What about the diet of the Chinese in the 1980s? They were eating tons of white rice. On average, they were eating over 300 grams per day, compared to a low carb diet of fewer than 50 grams — and all highly refined. Yet they had virtually no obesity. Why?
What about the diet of the Okinawan? Over 80% carbohydrates, and mostly sweet potato, which has some sugar in it. What about the Irish in the 1970s, with their beloved beer and potatoes? They didn’t think twice about what they were eating, but until recently there was almost no obesity. Why?
The answer is simple. Come closer. Listen carefully.
They were not eating all the time.
Surveys like the NHANES in America show that in the 1970s people were mostly eating 3 meals a day — breakfast, lunch and dinner. By 2004, people were eating closer to 5 to 6 times per day.
When you don’t eat, this is technically known as ‘fasting’. This is the reason there is the English word ‘Break fast’ or breakfast — the meal that breaks your fast. During your sleep, you are (presumably) not eating, and therefore fasting.

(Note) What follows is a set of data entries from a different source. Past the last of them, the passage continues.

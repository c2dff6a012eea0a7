use thiserror::Error;

#[derive(Error, Debug)]
pub enum NameRankError {
    #[error("IO Error: {0}")]
    Io(#[from] std::io::Error),

    #[error("CSV Parsing Error: {0}")]
    Csv(#[from] csv::Error),

    #[error("JSON Parsing Error: {0}")]
    Json(#[from] serde_json::Error),

    #[error("Configuration Error: {0}")]
    Config(String),

    #[error("Data Validation Error: {0}")]
    Validation(String),
}

pub type NrResult<T> = Result<T, NameRankError>;
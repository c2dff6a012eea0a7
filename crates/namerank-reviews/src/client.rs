use crate::models::{ReviewRecord, ReviewsEnvelope};
use chrono::Utc;
use reqwest::Client;
use tracing::debug;

/// Thin client for the paginated third-party reviews API.
pub struct ReviewsClient {
    http: Client,
    base_url: String,
    api_key: String,
    country: String,
}

impl ReviewsClient {
    pub fn new(base_url: impl Into<String>, api_key: impl Into<String>, country: impl Into<String>) -> Self {
        Self {
            http: Client::new(),
            base_url: base_url.into(),
            api_key: api_key.into(),
            country: country.into(),
        }
    }

    /// Fetch one page of an app's reviews, newest first. An empty page
    /// means the listing is exhausted.
    pub async fn fetch_page(
        &self,
        app_id: &str,
        offset: i64,
        limit: i64,
    ) -> anyhow::Result<Vec<ReviewRecord>> {
        let url = format!(
            "{}/api/public/store/apps/reviews/search.json",
            self.base_url
        );
        let end_date = Utc::now().format("%Y-%m-%d").to_string();
        let limit = limit.to_string();
        let offset = offset.to_string();

        let response = self
            .http
            .get(&url)
            .query(&[
                ("apps", app_id),
                ("country", self.country.as_str()),
                ("language", "us"),
                ("device", "android"),
                ("limit", limit.as_str()),
                ("offset", offset.as_str()),
                ("sort", "most_recent"),
                ("start_date", "2016-01-01"),
                ("end_date", end_date.as_str()),
            ])
            .header("accept", "application/json")
            .header("x-apptweak-key", &self.api_key)
            .send()
            .await?
            .error_for_status()?;

        let envelope: ReviewsEnvelope = response.json().await?;
        let reviews = envelope
            .result
            .get(app_id)
            .map(|app| app.reviews.clone())
            .unwrap_or_default();

        debug!(
            "Fetched {} reviews for {} at offset {}",
            reviews.len(),
            app_id,
            offset
        );
        Ok(reviews)
    }
}
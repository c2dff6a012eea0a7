use crate::reports;
use clap::Args;
use namerank_core::{NameQuery, NrResult, Scorer, ScoringWeights};
use std::path::PathBuf;

#[derive(Args, Debug, Clone)]
pub struct CompareArgs {
    #[command(flatten)]
    pub weights: ScoringWeights,

    /// Entries to rank: either a bare first name, or "First,Last".
    #[arg(required = true)]
    pub entries: Vec<String>,

    /// Write the ranking to a CSV file as well.
    #[arg(long)]
    pub csv: Option<PathBuf>,
}

pub fn run(args: CompareArgs, scorer: &Scorer) -> NrResult<()> {
    let queries: Vec<NameQuery> = args.entries.iter().map(|e| parse_entry(e)).collect();
    let ranked = scorer.compare(&queries);

    reports::print_ranking(&ranked);

    if let Some(path) = &args.csv {
        let mut wtr = csv::Writer::from_path(path)?;
        wtr.write_record(["Name", "Uniqueness Score"])?;
        for entry in &ranked {
            let score = entry.score.to_string();
            wtr.write_record([entry.label.as_str(), score.as_str()])?;
        }
        wtr.flush()?;
        println!("Wrote {} rows to {:?}", ranked.len(), path);
    }

    Ok(())
}

/// "First,Last" becomes a pair; anything else scores as a first name.
fn parse_entry(entry: &str) -> NameQuery {
    match entry.split_once(',') {
        Some((first, last)) => NameQuery::full(first.trim(), last.trim()),
        None => NameQuery::first(entry.trim()),
    }
}
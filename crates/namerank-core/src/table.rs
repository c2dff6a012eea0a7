use std::collections::{HashMap, HashSet};

/// Immutable name → count table with a precomputed total and the set of
/// every adjacent lowercase character pair occurring anywhere in the key
/// corpus (keys joined with spaces, boundary pairs included).
///
/// Built once by a loader, then published read-only; concurrent readers
/// need no synchronization. A `total` of zero is valid and routes every
/// lookup onto the unseen-name path.
#[derive(Debug, Clone, Default)]
pub struct FrequencyTable {
    counts: HashMap<String, u64>,
    total: u64,
    known_bigrams: HashSet<(char, char)>,
}

impl FrequencyTable {
    pub fn empty() -> Self {
        Self::default()
    }

    /// Seal a count map into a published table. The total and the bigram
    /// set are fixed here; there is no mutation path afterwards.
    pub fn from_counts(counts: HashMap<String, u64>) -> Self {
        let total = counts.values().sum();
        let mut known_bigrams = HashSet::new();

        for name in counts.keys() {
            let lower: Vec<char> = name
                .chars()
                .flat_map(|c| c.to_lowercase())
                .collect();
            for pair in lower.windows(2) {
                known_bigrams.insert((pair[0], pair[1]));
            }
            // The corpus is conceptually the space-joined key list, so the
            // characters flanking each name pair with a space as well.
            if let (Some(&first), Some(&last)) = (lower.first(), lower.last()) {
                known_bigrams.insert((' ', first));
                known_bigrams.insert((last, ' '));
            }
        }

        Self {
            counts,
            total,
            known_bigrams,
        }
    }

    pub fn count(&self, normalized: &str) -> u64 {
        self.counts.get(normalized).copied().unwrap_or(0)
    }

    /// Relative frequency of a normalized name; 0 when the table is empty.
    pub fn frequency(&self, normalized: &str) -> f64 {
        if self.total == 0 {
            return 0.0;
        }
        self.count(normalized) as f64 / self.total as f64
    }

    pub fn contains(&self, normalized: &str) -> bool {
        self.counts.contains_key(normalized)
    }

    pub fn total(&self) -> u64 {
        self.total
    }

    pub fn len(&self) -> usize {
        self.counts.len()
    }

    pub fn is_empty(&self) -> bool {
        self.counts.is_empty()
    }

    pub fn has_bigram(&self, a: char, b: char) -> bool {
        self.known_bigrams.contains(&(a, b))
    }
}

This allows time for your body to digest the foods, process the nutrients, and burn the rest for energy to power your vital organs and muscles. In order to maintain a stable weight, you must balance feeding and fasting.
During feeding, you store food energy as body fat. During fasting, you burn body fat for energy. If you balance those two, your weight will remain stable. If you are predominantly feeding, you will gain weight. If you are predominantly fasting, you will lose weight. So, here’s my best single tip for weight loss. It’s so simple and obvious that even a 5-year-old could have come up with it.
Don’t eat all the time.
Unfortunately, most nutritional authorities will tell you the exact opposite. Eat 6 times a day. Eat lots of snacks. Eat before you go to bed. Eat, eat, eat — even to lose weight! It sounds pretty stupid, because it is pretty stupid. Instead, it may be better to use intermittent fasting, a dietary technique used successfully for countless generations.